Egads! Having a fur baby is like having a real baby. When there is something wrong, they can’t articulate so that you can understand. They cry/bark and cry/bark. Nothing seems to help. Their distress is distressing. There’s no reasoning with a dog or a baby. This is my situation with Sheba at the moment. We came home after spending a couple of hours at the guy’s boat workshop. It was her mealtime and she was restless.

Saturday –

That was as far as I got yesterday. Things went from bad to worse. She ate her supper with relish as always. Instead of settling down after as usual, she was restless and pesky. She barked to be out. Then she barked to be in.  She sat on the deck and stared at me. I’m not coming in! Was her demeanor. I coaxed her in with a treat. We went through a few episodes of this. Finally I took her for another walk. Maybe she felt shortchanged on her last one. We went at a fast clip. She was happy to trot. But it did not solve the problem at all.

She remained restless and pesky all evening, barking to go out, to come in. It reminded me of another episode a couple of years ago when she was anxious. Then, it was quite clear that she had anxiety, crying, not sleeping and not eating unless we stood guard while she ate. It was quite an ordeal, lasting weeks. She was checked and no physical causes. I was thinking of medicating her when she ‘snapped’ out of it. I wasn’t sure if it was the Omega 3s that I started feeding her. She was having quite a bit of dandruff at the time, too. Omega 3s were supposed to be good for healthy coat and brain. It worked in both cases. The dandruff improved and so did the hair shedding. PLUS she started sleeping and her anxiety subsided.

Remembering all that, I was determined that this was not going to go on for weeks. I willed myself to feel confident and secured, hoping she will read that and feel safe. I was sure by evening that the anxiety was from being in the workshop. She did not like being in there. The first day she was fine and would lay on her blanket. But the second day she paced the two hours we were there. She had trouble laying down at home. She would bop right up again. She would sit with me massaging her back and ears. She could sit focused and engaged through popcorn feeding, one kernel at a time. She is a true Lab. But we could not do that forever.
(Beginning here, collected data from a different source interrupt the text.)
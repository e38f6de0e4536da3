// Example reading JSON from stdin (or a built-in sample) and printing it indented

use std::io::{self, IsTerminal, Read};

use jsonvalue::{parse_reader, write_with_config, WriterConfig};

const SAMPLE: &str = r#"{"service":"api","ports":[80,443],"limits":{"rps":1.5e3,"burst":null},"tags":[]}"#;

fn main() -> Result<(), Box<dyn std::error::Error>> {
    env_logger::init();

    let stdin = io::stdin();
    let value = if stdin.is_terminal() {
        println!("No input on stdin, using the built-in sample");
        parse_reader(SAMPLE.as_bytes())?
    } else {
        let mut input = Vec::new();
        stdin.lock().read_to_end(&mut input)?;
        parse_reader(input.as_slice())?
    };

    let indent = std::env::args()
        .nth(1)
        .and_then(|arg| arg.parse().ok())
        .unwrap_or(2);

    let stdout = io::stdout();
    let mut out = stdout.lock();
    write_with_config(&mut out, &value, WriterConfig::compact().with_indent(indent))?;
    println!();
    Ok(())
}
When we went to bed, she still would not settle. She paced, whimpered and panted around the bed. It was worse when I kicked her out and shut the door. She started barking. Eventually I got out of bed and made myself a cup of tea. I sat at the diningroom table and painted my little index cards. In time, Sheba came and laid down near my feet and licked hers. She really went to town, panting and licking her paws. She was comforting herself. The floor was quite wet. But she did calm down. She allowed me to stay in bed and sleep. She laid in hers, at the foot of ours and slept also. By then it was after 3 am and I had painted 3 little index cards.

Today she is her normal sweet though sometimes barky self. I have a headache, my eyes are gritty. I guess that’s normal for 3 hours of sleep. But I am still standing though not tall.